* Assignment *
Please find every line in the records below that contains the word "MediaInfo", and copy it.

* Records to process *
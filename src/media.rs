/// Data structures shared by the tracker, the coordinator and storage
use serde::{Deserialize, Deserializer, Serialize};
use serde_json::{Map, Value};

/// Browser tab id as reported by `chrome.tabs`.
pub type TabId = i32;

#[derive(Debug, Clone, Copy, PartialEq, Eq, Hash, Default, Serialize, Deserialize)]
#[serde(rename_all = "lowercase")]
pub enum MediaType {
    #[default]
    Video,
    Movie,
    Tvshow,
    Anime,
    Manga,
    Book,
    Comic,
}

impl MediaType {
    /// Reading content is tracked by scroll/page position instead of a player.
    pub fn is_reading(self) -> bool {
        matches!(self, MediaType::Manga | MediaType::Book | MediaType::Comic)
    }

    pub fn as_str(self) -> &'static str {
        match self {
            MediaType::Video => "video",
            MediaType::Movie => "movie",
            MediaType::Tvshow => "tvshow",
            MediaType::Anime => "anime",
            MediaType::Manga => "manga",
            MediaType::Book => "book",
            MediaType::Comic => "comic",
        }
    }

    /// Duration in seconds assumed when neither the page nor an API reports one.
    pub fn default_duration_secs(self) -> Option<f64> {
        match self {
            MediaType::Movie => Some(2.0 * 60.0 * 60.0),
            MediaType::Tvshow | MediaType::Anime => Some(45.0 * 60.0),
            _ => None,
        }
    }
}

/// What a tracker knows about the media on its page.
#[derive(Debug, Clone, PartialEq, Serialize, Deserialize)]
#[serde(rename_all = "camelCase")]
pub struct MediaInfo {
    pub platform: String,
    #[serde(rename = "type")]
    pub media_type: MediaType,
    pub title: String,
    pub url: String,
    #[serde(default)]
    pub progress: f64,
    #[serde(default, skip_serializing_if = "Option::is_none")]
    pub duration: Option<f64>,
    #[serde(default, skip_serializing_if = "Option::is_none")]
    pub thumbnail: Option<String>,
    #[serde(default)]
    pub timestamp: f64,
    #[serde(default, skip_serializing_if = "Option::is_none")]
    pub chapter: Option<String>,
    #[serde(default, skip_serializing_if = "Option::is_none")]
    pub episode: Option<String>,
}

/// Partial media info carried by `TRACKING_UPDATE`. Every field is optional;
/// absent fields keep the session's previous value.
#[derive(Debug, Clone, Default, PartialEq, Serialize, Deserialize)]
#[serde(rename_all = "camelCase")]
pub struct MediaPatch {
    #[serde(default, skip_serializing_if = "Option::is_none")]
    pub platform: Option<String>,
    #[serde(rename = "type", default, skip_serializing_if = "Option::is_none")]
    pub media_type: Option<MediaType>,
    #[serde(default, skip_serializing_if = "Option::is_none")]
    pub title: Option<String>,
    #[serde(default, skip_serializing_if = "Option::is_none")]
    pub url: Option<String>,
    #[serde(default, skip_serializing_if = "Option::is_none")]
    pub progress: Option<f64>,
    #[serde(default, skip_serializing_if = "Option::is_none")]
    pub duration: Option<f64>,
    #[serde(default, skip_serializing_if = "Option::is_none")]
    pub thumbnail: Option<String>,
    #[serde(default, skip_serializing_if = "Option::is_none")]
    pub chapter: Option<String>,
    #[serde(default, skip_serializing_if = "Option::is_none")]
    pub episode: Option<String>,
    #[serde(default, skip_serializing_if = "Option::is_none")]
    pub watch_time: Option<f64>,
    #[serde(default, skip_serializing_if = "Option::is_none")]
    pub completed: Option<bool>,
    #[serde(default, skip_serializing_if = "Option::is_none")]
    pub start_time: Option<f64>,
}

/// Live per-tab record owned by the coordinator.
#[derive(Debug, Clone, PartialEq, Serialize, Deserialize)]
#[serde(rename_all = "camelCase")]
pub struct TrackingSession {
    pub tab_id: TabId,
    pub media_info: MediaInfo,
    pub start_time: f64,
    pub watch_time: f64,
    pub completed: bool,
}

/// One entry of the persisted `activeTracking` view.
#[derive(Debug, Clone, PartialEq, Serialize, Deserialize)]
#[serde(rename_all = "camelCase")]
pub struct ActiveTrackingRecord {
    pub id: String,
    pub tab_id: TabId,
    pub platform: String,
    #[serde(rename = "type")]
    pub media_type: MediaType,
    pub title: String,
    pub url: String,
    pub progress: f64,
    pub duration: f64,
    pub watch_time: u64,
    pub thumbnail: String,
    pub completed: bool,
    pub start_time: f64,
    pub last_update: f64,
}

/// `MEDIA_COMPLETED` payload: the media plus how long it was watched.
#[derive(Debug, Clone, PartialEq, Serialize, Deserialize)]
#[serde(rename_all = "camelCase")]
pub struct CompletedMedia {
    #[serde(flatten)]
    pub media: MediaInfo,
    #[serde(default, skip_serializing_if = "Option::is_none")]
    pub watch_time: Option<f64>,
}

/// A completion waiting for the user to mint or dismiss it.
#[derive(Debug, Clone, PartialEq, Serialize, Deserialize)]
#[serde(rename_all = "camelCase")]
pub struct PendingCompletion {
    #[serde(default)]
    pub id: String,
    #[serde(flatten)]
    pub media: MediaInfo,
    #[serde(default, skip_serializing_if = "Option::is_none")]
    pub watch_time: Option<f64>,
    pub detected_at: f64,
}

/// A saved series checked periodically for new chapters or episodes.
///
/// Fields written by other parts of the extension are kept in `extra` so a
/// check cycle never drops them on write-back.
#[derive(Debug, Clone, PartialEq, Serialize, Deserialize)]
#[serde(rename_all = "camelCase")]
pub struct SeriesBookmark {
    #[serde(default)]
    pub id: String,
    pub title: String,
    pub url: String,
    #[serde(
        default,
        deserialize_with = "lenient_chapter",
        skip_serializing_if = "Option::is_none"
    )]
    pub current_chapter: Option<String>,
    #[serde(
        default,
        deserialize_with = "lenient_chapter",
        skip_serializing_if = "Option::is_none"
    )]
    pub latest_episode: Option<String>,
    #[serde(default)]
    pub has_update: bool,
    #[serde(
        default,
        deserialize_with = "lenient_checked_at",
        skip_serializing_if = "Option::is_none"
    )]
    pub last_checked: Option<CheckedAt>,
    #[serde(flatten)]
    pub extra: Map<String, Value>,
}

/// When a bookmark was last checked. Written as epoch milliseconds; entries
/// saved by the extension UI carry an ISO-8601 string instead.
#[derive(Debug, Clone, PartialEq, Serialize, Deserialize)]
#[serde(untagged)]
pub enum CheckedAt {
    Millis(f64),
    Text(String),
}

/// User-added site tracked with generic selectors. The settings page
/// writes a bare `domain` with an optional `url`; either one locates the site.
#[derive(Debug, Clone, PartialEq, Serialize, Deserialize)]
#[serde(rename_all = "camelCase")]
pub struct CustomSite {
    #[serde(default, skip_serializing_if = "Option::is_none")]
    pub id: Option<String>,
    #[serde(default, skip_serializing_if = "Option::is_none")]
    pub domain: Option<String>,
    #[serde(default, skip_serializing_if = "Option::is_none")]
    pub url: Option<String>,
    #[serde(default)]
    pub name: String,
    #[serde(rename = "type", default)]
    pub media_type: MediaType,
    #[serde(default, skip_serializing_if = "Option::is_none")]
    pub enabled: Option<bool>,
}

impl CustomSite {
    /// Sites without an explicit `enabled` flag count as enabled.
    pub fn is_enabled(&self) -> bool {
        self.enabled != Some(false)
    }

    /// `domain` when set, otherwise `url`.
    pub fn address(&self) -> Option<&str> {
        [self.domain.as_deref(), self.url.as_deref()]
            .into_iter()
            .flatten()
            .map(str::trim)
            .find(|address| !address.is_empty())
    }
}

// Chapter numbers arrive as strings from the page parser but as numbers from
// hand-edited bookmarks.
fn lenient_chapter<'de, D>(deserializer: D) -> Result<Option<String>, D::Error>
where
    D: Deserializer<'de>,
{
    let value = Option::<Value>::deserialize(deserializer)?;
    Ok(match value {
        Some(Value::String(s)) if !s.trim().is_empty() => Some(s),
        Some(Value::Number(n)) => Some(n.to_string()),
        _ => None,
    })
}

fn lenient_checked_at<'de, D>(deserializer: D) -> Result<Option<CheckedAt>, D::Error>
where
    D: Deserializer<'de>,
{
    let value = Option::<Value>::deserialize(deserializer)?;
    Ok(match value {
        Some(Value::Number(n)) => n.as_f64().map(CheckedAt::Millis),
        Some(Value::String(s)) if !s.trim().is_empty() => Some(CheckedAt::Text(s)),
        _ => None,
    })
}

#[cfg(test)]
mod tests {
    use super::*;
    use serde_json::json;

    fn create_test_media() -> MediaInfo {
        MediaInfo {
            platform: "youtube".to_string(),
            media_type: MediaType::Video,
            title: "T".to_string(),
            url: "https://youtube.com/watch?v=abc".to_string(),
            progress: 0.0,
            duration: None,
            thumbnail: None,
            timestamp: 0.0,
            chapter: None,
            episode: None,
        }
    }

    #[test]
    fn test_media_info_wire_names() {
        let value = serde_json::to_value(create_test_media()).unwrap();
        assert_eq!(value["type"], "video");
        assert_eq!(value["platform"], "youtube");
        assert!(value.get("duration").is_none());
    }

    #[test]
    fn test_media_patch_ignores_unknown_fields() {
        let patch: MediaPatch = serde_json::from_value(json!({
            "id": "youtube-1",
            "watchTime": 120,
            "progress": 50,
            "currentPage": 3,
        }))
        .unwrap();

        assert_eq!(patch.watch_time, Some(120.0));
        assert_eq!(patch.progress, Some(50.0));
        assert_eq!(patch.title, None);
    }

    #[test]
    fn test_unknown_media_type_is_rejected() {
        let parsed: Result<MediaPatch, _> = serde_json::from_value(json!({"type": "podcast"}));
        assert!(parsed.is_err());
    }

    #[test]
    fn test_pending_completion_flattens_media() {
        let pending = PendingCompletion {
            id: "p-1".to_string(),
            media: create_test_media(),
            watch_time: Some(30.0),
            detected_at: 1_700_000_000_000.0,
        };

        let value = serde_json::to_value(&pending).unwrap();
        assert_eq!(value["title"], "T");
        assert_eq!(value["detectedAt"], 1_700_000_000_000.0);
        assert!(value.get("media").is_none());
    }

    #[test]
    fn test_bookmark_accepts_numeric_chapters_and_keeps_extra_fields() {
        let bookmark: SeriesBookmark = serde_json::from_value(json!({
            "id": "b1",
            "title": "Solo Leveling",
            "url": "https://example.com/series",
            "currentChapter": 10,
            "coverImage": "https://example.com/cover.jpg",
        }))
        .unwrap();

        assert_eq!(bookmark.current_chapter.as_deref(), Some("10"));
        assert!(!bookmark.has_update);

        let value = serde_json::to_value(&bookmark).unwrap();
        assert_eq!(value["coverImage"], "https://example.com/cover.jpg");
    }

    #[test]
    fn test_bookmark_accepts_iso_last_checked() {
        let bookmark: SeriesBookmark = serde_json::from_value(json!({
            "id": "b1",
            "title": "S",
            "url": "https://example.com/s",
            "lastChecked": "2024-01-01T00:00:00.000Z",
        }))
        .unwrap();
        assert_eq!(
            bookmark.last_checked,
            Some(CheckedAt::Text("2024-01-01T00:00:00.000Z".to_string()))
        );
        assert_eq!(
            serde_json::to_value(&bookmark).unwrap()["lastChecked"],
            "2024-01-01T00:00:00.000Z"
        );

        let bookmark: SeriesBookmark = serde_json::from_value(json!({
            "title": "S", "url": "https://example.com/s", "lastChecked": 1_700_000_000_000u64,
        }))
        .unwrap();
        assert_eq!(bookmark.last_checked, Some(CheckedAt::Millis(1_700_000_000_000.0)));
    }

    #[test]
    fn test_custom_site_enabled_default() {
        let site: CustomSite =
            serde_json::from_value(json!({"url": "https://kisskh.co", "name": "KissKH"})).unwrap();
        assert!(site.is_enabled());
        assert_eq!(site.media_type, MediaType::Video);
        assert_eq!(site.address(), Some("https://kisskh.co"));
    }

    #[test]
    fn test_custom_site_from_settings_page() {
        let site: CustomSite = serde_json::from_value(json!({
            "domain": "mydrama.example", "name": "My Drama", "type": "tvshow"
        }))
        .unwrap();
        assert_eq!(site.address(), Some("mydrama.example"));
        assert_eq!(site.media_type, MediaType::Tvshow);

        let site: CustomSite = serde_json::from_value(json!({
            "domain": "", "url": "https://mydrama.example", "name": "My Drama"
        }))
        .unwrap();
        assert_eq!(site.address(), Some("https://mydrama.example"));
    }

    #[test]
    fn test_default_durations() {
        assert_eq!(MediaType::Movie.default_duration_secs(), Some(7200.0));
        assert_eq!(MediaType::Anime.default_duration_secs(), Some(2700.0));
        assert_eq!(MediaType::Manga.default_duration_secs(), None);
        assert!(MediaType::Comic.is_reading());
    }
}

* Response to the exercise *
pub struct MediaInfo {
    pub media_info: MediaInfo,
    pub media: MediaInfo,
    pub media: MediaInfo,
    fn create_test_media() -> MediaInfo {
        MediaInfo {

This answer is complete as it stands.